Langkah tersebut setelah perdebatan dengan China terkait kedaulatan di daerah itu. Vietnam memperingatkan kapal-kapal menjauh dari wilayah itu saat latihan dilakukan. Juru Bicara Kementerian Luar Negeri Vietnam Nguyen Phuong Nga membenarkan latihan penembakan tersebut. ”Ini merupakan aktivitas latihan tahunan rutin angkatan laut Vietnam di daerah itu yang diprogramkan untuk unit-unit Militer Rakyat Vietnam,” paparnya.
Saat ditanya tentang kemungkinan peran Amerika Serikat (AS) atau negara lainnya dalam menyelesaikan perselisihan di kawasan itu, Nga menjelaskan, ”Menjaga perdamaian, stabilitas,keamanan, dan keselamatan maritim di Laut Timur merupakan kepentingan bersama seluruh negara dalam dan luar kawasan,” katanya.
”Setiap upaya oleh komunitas internasional untuk menjaga perdamaian dan stabilitas di Laut Timur kami sambut,” ujar Nga, yang menyebut Laut China Selatan dengan istilah yang umum dipakai rakyat Vietnam,Laut Timur. China marah setelah Vietnam menyatakan, sebuah kapal nelayan China menabrak kabel-kabel dari satu kapal eksplorasi minyak di zona ekonomi eksklusif.
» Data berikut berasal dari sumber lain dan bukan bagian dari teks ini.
//! # Git Porcelain
//!
//! Checkout, commit and push of the GitOps repository that receives tag updates.
//!
//! A checkout is a [`WorkingCopy`]: an ephemeral directory owned by exactly one
//! reconciliation pass. Its temporary directories are removed on
//! [`GitPorcelain::release`], and again as a backstop when the value is dropped
//! (e.g. when a pass is cancelled mid-flight).

pub mod cli;

use crate::crd::GitConfig;
use crate::constants::DEFAULT_COMMIT_MESSAGE;
use async_trait::async_trait;
use std::path::{Component, Path, PathBuf};
use tempfile::TempDir;
use thiserror::Error;
use tracing::warn;

pub use cli::GitCli;

/// Git porcelain failures. Messages never contain credential text.
#[derive(Debug, Error)]
pub enum GitError {
    #[error("failed to prepare workspace: {0}")]
    Workspace(#[source] std::io::Error),
    #[error("failed to load git credentials: {0}")]
    Credentials(String),
    #[error("failed to run git {operation}: {source}")]
    Spawn {
        operation: &'static str,
        #[source]
        source: std::io::Error,
    },
    #[error("git {operation} failed: {message}")]
    Command {
        operation: &'static str,
        message: String,
    },
    #[error("invalid target file '{file}': {reason}")]
    InvalidTarget { file: String, reason: String },
}

/// Result of a commit-and-push call
#[derive(Debug, Clone, Copy, PartialEq, Eq)]
pub enum CommitOutcome {
    /// A commit was created and pushed
    Pushed,
    /// Nothing was staged, so nothing was committed
    NothingToCommit,
}

/// An exclusively owned, ephemeral checkout
pub struct WorkingCopy {
    root: PathBuf,
    repository: String,
    branch: String,
    env: Vec<(String, String)>,
    redactions: Vec<String>,
    dirs: Vec<TempDir>,
}

impl std::fmt::Debug for WorkingCopy {
    fn fmt(&self, f: &mut std::fmt::Formatter<'_>) -> std::fmt::Result {
        f.debug_struct("WorkingCopy")
            .field("root", &self.root)
            .field("repository", &self.repository)
            .field("branch", &self.branch)
            .finish_non_exhaustive()
    }
}

impl WorkingCopy {
    /// Take ownership of `dir` as the checkout root
    pub fn new(dir: TempDir, repository: impl Into<String>, branch: impl Into<String>) -> Self {
        Self {
            root: dir.path().to_path_buf(),
            repository: repository.into(),
            branch: branch.into(),
            env: Vec::new(),
            redactions: Vec::new(),
            dirs: vec![dir],
        }
    }

    /// Keep an additional temporary directory alive for the checkout's lifetime
    #[must_use]
    pub fn with_scratch_dir(mut self, dir: TempDir) -> Self {
        self.dirs.push(dir);
        self
    }

    /// Environment applied to every git command run in this checkout
    #[must_use]
    pub fn with_env(mut self, key: impl Into<String>, value: impl Into<String>) -> Self {
        self.env.push((key.into(), value.into()));
        self
    }

    /// Text that must never surface in errors or logs
    #[must_use]
    pub fn with_redaction(mut self, secret: impl Into<String>) -> Self {
        let secret = secret.into();
        if !secret.is_empty() {
            self.redactions.push(secret);
        }
        self
    }

    pub fn root(&self) -> &Path {
        &self.root
    }

    /// Remote URL without credentials
    pub fn repository(&self) -> &str {
        &self.repository
    }

    pub fn branch(&self) -> &str {
        &self.branch
    }

    pub(crate) fn env(&self) -> &[(String, String)] {
        &self.env
    }

    pub(crate) fn redact(&self, text: &str) -> String {
        redact(text, &self.redactions)
    }

    /// Resolve a repository-relative file path inside the checkout
    ///
    /// Absolute paths and `..` components are rejected so a target can never
    /// escape the checkout root.
    pub fn resolve(&self, file: &str) -> Result<PathBuf, GitError> {
        check_relative_path(file)?;
        Ok(self.root.join(file))
    }

    /// Remove the checkout from disk
    pub fn release(mut self) {
        for dir in self.dirs.drain(..) {
            let path = dir.path().to_path_buf();
            if let Err(e) = dir.close() {
                warn!(path = %path.display(), error = %e, "Failed to remove checkout directory");
            }
        }
    }
}

/// Reject absolute paths, `..` components and empty paths
pub fn check_relative_path(file: &str) -> Result<(), GitError> {
    let invalid = |reason: &str| GitError::InvalidTarget {
        file: file.to_string(),
        reason: reason.to_string(),
    };
    if file.trim().is_empty() {
        return Err(invalid("path is empty"));
    }
    for component in Path::new(file).components() {
        match component {
            Component::Normal(_) | Component::CurDir => {}
            Component::ParentDir => return Err(invalid("path must not contain '..'")),
            Component::RootDir | Component::Prefix(_) => {
                return Err(invalid("path must be relative to the repository root"));
            }
        }
    }
    Ok(())
}

/// Replace every occurrence of a secret with `***`
pub fn redact(text: &str, secrets: &[String]) -> String {
    secrets
        .iter()
        .filter(|s| !s.is_empty())
        .fold(text.to_string(), |acc, secret| acc.replace(secret.as_str(), "***"))
}

/// Render a commit message template
///
/// Placeholders: `{tag}`, `{previousTag}`, `{repository}`. An unset or blank
/// template falls back to `Update container image to {tag}`.
pub fn render_commit_message(
    template: Option<&str>,
    tag: &str,
    previous_tag: Option<&str>,
    repository: &str,
) -> String {
    let template = template
        .filter(|t| !t.trim().is_empty())
        .unwrap_or(DEFAULT_COMMIT_MESSAGE);
    template
        .replace("{tag}", tag)
        .replace("{previousTag}", previous_tag.unwrap_or("none"))
        .replace("{repository}", repository)
}

/// Version-control operations consumed by the reconciler
#[async_trait]
pub trait GitPorcelain: Send + Sync {
    /// Clone the configured branch into a fresh working copy
    ///
    /// `namespace` is the descriptor namespace, used to read credential Secrets.
    async fn checkout(&self, namespace: &str, git: &GitConfig) -> Result<WorkingCopy, GitError>;

    /// Stage everything, commit and push. No staged changes is a success.
    async fn commit_and_push(
        &self,
        copy: &WorkingCopy,
        message: &str,
    ) -> Result<CommitOutcome, GitError>;

    /// Dispose of a working copy
    fn release(&self, copy: WorkingCopy) {
        copy.release();
    }
}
Beijing mengklaim, kapal-kapal nelayan China diusir oleh kapal-kapal militer Vietnam dalam insiden pada Kamis (9/6). ”Salah satu kapal China terlilit kabel-kabel kapal eksplorasi minyak Vietnam, yang terus menahan kapal China selama lebih dari satu jam sebelum jaring dipotong,” papar Kementerian Luar Negeri China.
China menuduh Vietnam melanggar kedaulatannya dan mengatakan aksi Vietnam membahayakan nyawa pelaut China. Sebaliknya,Vietnam menganggap insiden itu bagian upaya China mengontrol perairan yang diperselisihkan. Hari ini Vietnam berencana menggelar latihan penembakan amunisi aktif di Provinsi Quang Nam.Menurut Vietnam, keputusan menggelar latihan itu dibuat pada 7 Juni.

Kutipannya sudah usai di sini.